I wondered why if she didn’t want to be helped, she had reached out to me  at all.  After the stories she told me I was irritated that she would go back  to her husband. But she did. And then she told him I had tried to get her into a shelter, tried to get him jailed, encouraged her to leave him. That I wanted her to become a divorcee, which apparently is the worst thing one could be. Odiegwu! Eventually, I would understand  that she was more scared of the consequences of the help than of her husband’s abuse. As far as she was concerned, she was better off married than not, even if he beat her sometimes. Even if he was so controlling that she was not allowed to handle money. Or to watch movies he had not approved of. Or to talk to people he hadn’t permitted her to. She must have known that  she would not leave him when she came to me, she just wanted a witness to her suffering. And once I became that witness, she and her husband made me a persona non grata. I realized that it embarrassed her to have told me because she had been taught that one did not discuss the affairs of a (bad) marriage with outsiders. And certainly not one for whom any form of abuse was unacceptable. For a long time, I resented her. In time, my anger and resentment made way for compassion. To exacerbate matters for this woman, she was in a foreign country without any source of independent income. How many women in her position, a friend asked me, would have the courage to leave?

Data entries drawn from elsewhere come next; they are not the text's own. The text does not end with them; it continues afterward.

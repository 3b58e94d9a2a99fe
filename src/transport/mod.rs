//! HTTP transport layer for the generation client.
//!
//! The [`HttpTransport`] trait is the seam between the Gemini client and the
//! network. Production code uses [`ReqwestTransport`]; tests use the mock in
//! [`crate::mocks`].

use std::collections::HashMap;
use std::time::Duration;

use async_trait::async_trait;
use bytes::Bytes;
use reqwest::Client;
use thiserror::Error;

/// HTTP method for a request.
#[derive(Debug, Clone, Copy, PartialEq, Eq)]
pub enum HttpMethod {
    /// GET request.
    Get,
    /// POST request.
    Post,
}

/// An HTTP request.
#[derive(Debug, Clone)]
pub struct HttpRequest {
    /// Method.
    pub method: HttpMethod,
    /// Full URL.
    pub url: String,
    /// Headers.
    pub headers: HashMap<String, String>,
    /// Optional body.
    pub body: Option<Bytes>,
}

/// An HTTP response.
#[derive(Debug, Clone)]
pub struct HttpResponse {
    /// Status code.
    pub status: u16,
    /// Response headers.
    pub headers: HashMap<String, String>,
    /// Response body.
    pub body: Bytes,
}

impl HttpResponse {
    /// Returns true for 2xx statuses.
    pub fn is_success(&self) -> bool {
        (200..300).contains(&self.status)
    }
}

/// Errors raised by the transport layer.
#[derive(Error, Debug, Clone)]
pub enum TransportError {
    /// Could not reach the server.
    #[error("connection failed: {0}")]
    Connection(String),

    /// The request timed out.
    #[error("request timed out")]
    Timeout,

    /// The request failed after the connection was established.
    #[error("request failed: {0}")]
    Request(String),
}

/// Abstraction over the HTTP client.
#[async_trait]
pub trait HttpTransport: Send + Sync {
    /// Sends a request and returns the full response.
    async fn send(&self, request: HttpRequest) -> Result<HttpResponse, TransportError>;
}

/// Reqwest-based transport.
pub struct ReqwestTransport {
    client: Client,
}

impl ReqwestTransport {
    /// Create a transport with the given timeouts.
    pub fn new(timeout: Duration, connect_timeout: Duration) -> Result<Self, TransportError> {
        let client = Client::builder()
            .timeout(timeout)
            .connect_timeout(connect_timeout)
            .build()
            .map_err(|e| TransportError::Connection(format!("failed to create HTTP client: {e}")))?;

        Ok(Self { client })
    }

    fn convert_headers(headers: HashMap<String, String>) -> reqwest::header::HeaderMap {
        let mut header_map = reqwest::header::HeaderMap::new();
        for (key, value) in headers {
            if let (Ok(name), Ok(val)) = (
                reqwest::header::HeaderName::from_bytes(key.as_bytes()),
                reqwest::header::HeaderValue::from_str(&value),
            ) {
                header_map.insert(name, val);
            }
        }
        header_map
    }

    fn extract_headers(headers: &reqwest::header::HeaderMap) -> HashMap<String, String> {
        headers
            .iter()
            .filter_map(|(name, value)| {
                value.to_str().ok().map(|v| (name.to_string(), v.to_string()))
            })
            .collect()
    }
}

#[async_trait]
impl HttpTransport for ReqwestTransport {
    async fn send(&self, request: HttpRequest) -> Result<HttpResponse, TransportError> {
        let method = match request.method {
            HttpMethod::Get => reqwest::Method::GET,
            HttpMethod::Post => reqwest::Method::POST,
        };

        let mut builder = self
            .client
            .request(method, &request.url)
            .headers(Self::convert_headers(request.headers));

        if let Some(body) = request.body {
            builder = builder.body(body.to_vec());
        }

        let response = builder.send().await.map_err(|e| {
            if e.is_timeout() {
                TransportError::Timeout
            } else {
                TransportError::Connection(e.to_string())
            }
        })?;

        let status = response.status().as_u16();
        let headers = Self::extract_headers(response.headers());
        let body = response
            .bytes()
            .await
            .map_err(|e| TransportError::Request(format!("failed to read response body: {e}")))?;

        Ok(HttpResponse {
            status,
            headers,
            body,
        })
    }
}
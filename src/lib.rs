//! # draftmail
//!
//! Console tool that drafts an email with the Gemini API and sends it over
//! SMTP.
//!
//! The flow mirrors a three-view form application: collect the parameters
//! (names, addresses, topic, tone, length), generate a subject and body with
//! two sequential `generateContent` calls, let the user edit the draft, then
//! submit it to the configured SMTP server over STARTTLS.
//!
//! ## Module organization
//!
//! - `config` - configuration and environment loading
//! - `error` - error taxonomy (generation vs. dispatch)
//! - `transport` - HTTP transport seam for the generation client
//! - `gemini` - Gemini `generateContent` client
//! - `draft` - request fields, prompt templates, draft generation
//! - `smtp` - SMTP dispatcher (protocol, stream, message assembly)
//! - `state` - session state machine with pure transitions
//! - `app` - orchestration of the three views
//! - `ui` - console front-end
//! - `mocks` - test doubles, shared with the integration tests

#![warn(missing_docs)]
#![warn(clippy::all)]

pub mod app;
pub mod config;
pub mod draft;
pub mod error;
pub mod gemini;
pub mod mocks;
pub mod smtp;
pub mod state;
pub mod transport;
pub mod ui;

pub use app::{App, SendError, SubmitError};
pub use config::{AppConfig, AppConfigBuilder};
pub use draft::{Draft, DraftGenerator, EmailRequest, Length, Tone};
pub use error::{AppError, AppResult, ConfigError, DispatchError, GenerationError};
pub use gemini::{GeminiClient, TextGenerator};
pub use smtp::{Address, MailDispatch, Mailer, OutgoingEmail, Receipt};
pub use state::{Session, View};
pub use transport::{HttpTransport, ReqwestTransport, TransportError};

Often, we think of women who stay on in abusive relationships – even in ones where their lives are in obvious danger- as women who have no options. Many times, “options” really mean no education and no independent source of income. So, when Ifeyinwa Angbo’s  now viral  video came out and she mentioned that she was a doctor, many could not get past that. How could a doctor, someone who on her own could even get a skilled migrant visa to Canada be a victim of repeated physical abuse?  When  Governor Ortom, with his Messiah complex irresponsibly intervened, publicly “reconciling”  the victim and the abuser, a monster who sat on the sutures of his wife four weeks after her c-section, a man who reportedly beat her while she was pregnant, it was a sad reminder that the privileging of any marriage over none is deeply ingrained in our society. In 2016, Ronke Shonde, a banker was beaten to death by her husband, Lekan Shonde. According to her sister, the year before she died, she decided that she had had enough of Lekan’s physical and emotional abuse. Her pastor and a neighbor  interceded for Lekan and changed her mind.

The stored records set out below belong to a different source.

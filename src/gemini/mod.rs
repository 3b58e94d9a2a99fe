//! Client for the Gemini `generateContent` endpoint.
//!
//! Only the slice of the wire format this application needs is modeled:
//! text-only contents in, first-candidate text out.

use std::collections::HashMap;
use std::sync::Arc;

use async_trait::async_trait;
use bytes::Bytes;
use secrecy::ExposeSecret;
use serde::{Deserialize, Serialize};

use crate::config::AppConfig;
use crate::error::GenerationError;
use crate::transport::{HttpMethod, HttpRequest, HttpTransport};

/// A piece of generated or prompted content.
#[derive(Debug, Clone, Serialize, Deserialize, PartialEq, Eq, Default)]
pub struct Part {
    /// Text payload.
    #[serde(skip_serializing_if = "Option::is_none")]
    pub text: Option<String>,
}

/// A role-tagged list of parts.
#[derive(Debug, Clone, Serialize, Deserialize, PartialEq, Eq)]
pub struct Content {
    /// "user" or "model".
    #[serde(skip_serializing_if = "Option::is_none")]
    pub role: Option<String>,
    /// Content parts.
    pub parts: Vec<Part>,
}

impl Content {
    /// A single-part user message.
    pub fn user_text(text: impl Into<String>) -> Self {
        Self {
            role: Some("user".to_string()),
            parts: vec![Part {
                text: Some(text.into()),
            }],
        }
    }
}

/// Request body for `generateContent`.
#[derive(Debug, Clone, Serialize, Deserialize, PartialEq, Eq)]
#[serde(rename_all = "camelCase")]
pub struct GenerateContentRequest {
    /// The conversation contents.
    pub contents: Vec<Content>,
}

/// One candidate answer.
#[derive(Debug, Clone, Serialize, Deserialize, PartialEq, Eq)]
#[serde(rename_all = "camelCase")]
pub struct Candidate {
    /// Generated content.
    #[serde(skip_serializing_if = "Option::is_none")]
    pub content: Option<Content>,
    /// Why generation stopped.
    #[serde(skip_serializing_if = "Option::is_none")]
    pub finish_reason: Option<String>,
}

/// Feedback about the prompt itself.
#[derive(Debug, Clone, Serialize, Deserialize, PartialEq, Eq)]
#[serde(rename_all = "camelCase")]
pub struct PromptFeedback {
    /// Set when the prompt was blocked.
    #[serde(skip_serializing_if = "Option::is_none")]
    pub block_reason: Option<String>,
}

/// Response body for `generateContent`.
#[derive(Debug, Clone, Serialize, Deserialize, PartialEq, Eq)]
#[serde(rename_all = "camelCase")]
pub struct GenerateContentResponse {
    /// Candidate answers.
    #[serde(skip_serializing_if = "Option::is_none")]
    pub candidates: Option<Vec<Candidate>>,
    /// Prompt feedback.
    #[serde(skip_serializing_if = "Option::is_none")]
    pub prompt_feedback: Option<PromptFeedback>,
}

#[derive(Debug, Deserialize)]
struct ApiErrorBody {
    error: Option<ApiErrorDetail>,
}

#[derive(Debug, Deserialize)]
struct ApiErrorDetail {
    message: Option<String>,
}

/// A service that turns a prompt into text.
#[async_trait]
pub trait TextGenerator: Send + Sync {
    /// Generates text for a single prompt. The result is trimmed of
    /// surrounding whitespace.
    async fn generate_text(&self, prompt: &str) -> Result<String, GenerationError>;
}

/// Gemini-backed implementation of [`TextGenerator`].
pub struct GeminiClient {
    config: Arc<AppConfig>,
    transport: Arc<dyn HttpTransport>,
}

impl GeminiClient {
    /// Create a new client over the given transport.
    pub fn new(config: Arc<AppConfig>, transport: Arc<dyn HttpTransport>) -> Self {
        Self { config, transport }
    }

    fn endpoint(&self) -> Result<String, GenerationError> {
        let path = format!(
            "{}/models/{}:generateContent",
            self.config.api_version, self.config.model
        );
        let url = self.config.base_url.join(&path)?;
        Ok(url.to_string())
    }

    fn build_request(&self, prompt: &str) -> Result<HttpRequest, GenerationError> {
        let body = GenerateContentRequest {
            contents: vec![Content::user_text(prompt)],
        };

        let mut headers = HashMap::new();
        headers.insert("Content-Type".to_string(), "application/json".to_string());
        headers.insert(
            "x-goog-api-key".to_string(),
            self.config.api_key.expose_secret().to_string(),
        );

        Ok(HttpRequest {
            method: HttpMethod::Post,
            url: self.endpoint()?,
            headers,
            body: Some(Bytes::from(serde_json::to_vec(&body)?)),
        })
    }

    fn extract_text(response: GenerateContentResponse) -> Result<String, GenerationError> {
        if let Some(feedback) = &response.prompt_feedback {
            if let Some(reason) = &feedback.block_reason {
                return Err(GenerationError::Blocked {
                    reason: reason.clone(),
                });
            }
        }

        let candidate = response
            .candidates
            .and_then(|mut c| if c.is_empty() { None } else { Some(c.remove(0)) })
            .ok_or(GenerationError::EmptyResponse)?;

        if matches!(candidate.finish_reason.as_deref(), Some("SAFETY")) {
            return Err(GenerationError::Blocked {
                reason: "SAFETY".to_string(),
            });
        }

        let text: String = candidate
            .content
            .map(|content| {
                content
                    .parts
                    .into_iter()
                    .filter_map(|p| p.text)
                    .collect::<Vec<_>>()
                    .join("")
            })
            .unwrap_or_default();

        let text = text.trim().to_string();
        if text.is_empty() {
            return Err(GenerationError::EmptyResponse);
        }
        Ok(text)
    }

    fn map_failure(status: u16, body: &[u8]) -> GenerationError {
        let message = serde_json::from_slice::<ApiErrorBody>(body)
            .ok()
            .and_then(|b| b.error)
            .and_then(|e| e.message)
            .unwrap_or_else(|| String::from_utf8_lossy(body).into_owned());

        GenerationError::Api { status, message }
    }
}

#[async_trait]
impl TextGenerator for GeminiClient {
    async fn generate_text(&self, prompt: &str) -> Result<String, GenerationError> {
        let request = self.build_request(prompt)?;

        tracing::debug!(model = %self.config.model, "sending generateContent request");
        let response = self.transport.send(request).await?;

        if !response.is_success() {
            tracing::warn!(status = response.status, "generation request failed");
            return Err(Self::map_failure(response.status, &response.body));
        }

        let parsed: GenerateContentResponse = serde_json::from_slice(&response.body)?;
        Self::extract_text(parsed)
    }
}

Ndi Igbo say that when a bad habit persists, it becomes tradition. Unfortunately, many of our women  have been raised to accept that they occupy  a binary space where they are either successes (married)  or failures (single). Once married, these spend their lives ensuring that their feet do not slip no matter what has to be endured. Happiness, mutual respect, love: these matter less in the grand scheme of things than whether or not one can lay  claim to be being a Mrs. Somebody. If they forget this, even for a minute and run to a neighbour’s house to ask for help or make a viral video post in the presence of their children outing their abusers, the bad education  catches up with them or someone they respect mediates and they walk back into their abusers’ arms. Sometimes, the only way they ever leave is when, like Ronke, they are killed.

We need to re-educate our daughters. We need to let them know that marriage no be by force. You do not fight to stay in one until you’re carried away in a body bag. Marriage is not compulsory. It’s not an achievement.  It’s not unbreakable. It’s reasonable to expect happiness in a marriage. Domestic violence is not normal. It isn’t “challenges that couples face.” We have to teach them that there is absolutely no reason to stay in a toxic marriage, not even if your state governor or pastor tells you to.

May 2021 bless us all with collective wisdom and understanding.